KJKJ

Grand Forks, North Dakota; United States;
- Frequency: 107.5 MHz
- Branding: KJ108

Programming
- Format: Active rock

Ownership
- Owner: iHeartMedia, Inc.; (iHM Licenses, LLC);
- Sister stations: KKXL, KKXL-FM, KQHT, KSNR

History
- First air date: August 1985

Technical information
- Licensing authority: FCC
- Facility ID: 35012
- Class: C1
- ERP: 100,000 watts
- HAAT: 139 meters (456 ft)
- Transmitter coordinates: 47°57′50″N 97°01′48″W﻿ / ﻿47.964°N 97.030°W

Links
- Public license information: Public file; LMS;
- Webcast: Listen live (via iHeartRadio)
- Website: kjkj.iheart.com

= KJKJ =

Radio station in Grand Forks, North Dakota

KJKJ (107.5 FM, "KJ108") is an American commercial active rock radio station serving Grand Forks, North Dakota, United States. It first began broadcasting in 1985. The station is currently owned by iHeartMedia, Inc. and the station's broadcast license is held by iHM Licenses, LLC. KJKJ primarily competes with Leighton Broadcasting's classic rock 1590 KGFK/95.7 K239BG/97.5 K248DH "Rock 95".

==Programming==
Weekday personalities on KJKJ include the "BigDogz" morning show, Scott Gilbert on mid-days, Jon Roberts on afternoons.

===The BigDogz===
The station's coarse comedy satirical news and variety morning show pranksters, The BigDogz (sometimes spelled Dawgz), is one of the first of their type, commonly compared to the syndicated morning show Bob and Tom, Tom Barnard's show on KQRS-FM, and Howard Stern. The BigDogz is hosted by Bill Tanner, Scott Gilbert and on salute to women Wednesday's includes Carrisa (spelling may differ). BigDogz has been on the air since 1995. The BigDogz are known mainly for satire of local and national events; mixed with a variety of characters. The BigDogz talk weekly to comedian Bob Zany and host him annually for a series of comedy shows typically held at Muddy Rivers Ballrooms.

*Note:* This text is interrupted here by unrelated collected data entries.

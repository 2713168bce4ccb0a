//! 健康检查路由
//!
//! # 路由列表
//!
//! | 路径 | 方法 | 说明 |
//! |------|------|------|
//! | /health | GET | 简单健康检查 |
//!
//! # 响应示例
//!
//! ```json
//! {
//!   "status": "ok",
//!   "version": "0.1.0",
//!   "environment": "development"
//! }
//! ```

use axum::{Json, Router, extract::State, routing::get};
use serde::Serialize;

use crate::core::ServerState;

/// 健康检查路由 - 公共路由
pub fn router() -> Router<ServerState> {
    Router::new().route("/health", get(health))
}

/// 健康检查响应
#[derive(Serialize)]
pub struct HealthResponse {
    /// 状态 (ok | error)
    status: &'static str,
    /// 版本号
    version: &'static str,
    /// 运行环境
    environment: String,
}

async fn health(State(state): State<ServerState>) -> Json<HealthResponse> {
    Json(HealthResponse {
        status: "ok",
        version: env!("CARGO_PKG_VERSION"),
        environment: state.config.environment.clone(),
    })
}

Former hosts also include Pat Mars.

==History==
KJKJ first signed on in August 1985 as "Rock 108" with an album-oriented rock (AOR), a predecessor to today's classic rock format, similar to that of the well-known KQRS-FM in Minneapolis, Minnesota. During the early 1990s, Rock 108 tweaked to classic rock, the descendant of the AOR format. In 1986, Ingstad Broadcasting bought KJKJ from Justin Horberg with an undisclosed price. In 1995, The BigDogz debuted as their satirical news morning show, sometimes being compared to morning shows such as the syndicated Bob and Tom, Tom Barnard of KQRS-FM in Minneapolis-St. Paul, and Howard Stern, and has been the top-rated morning show for many years. Clear Channel Communications bought out several radio stations including KJ108 in 2000, and KJ108's format evolved into a
broad based rock formatted station; playing a mix of classic rock and mainstream rock from the 1960s, 1970s, 1980s, 1990s, 2000s, to the latest from Five Finger Death Punch, Pop Evil, Seether, and other mainstream active rock artists. The music consists of a mix of today's heavy metal, alternative and hard active rock. The station is known to play new active rock as soon as it reaches radio. KJ108 also plays album tracks not heard on radio reminiscent of album oriented rock as it one of the largest libraries of classic, recurrent mainstream, and active rock in the Great Plains. The station with the Big Dogs morning show creates a mass appeal rock station and can be heard through most of eastern North Dakota and Northwest Minnesota.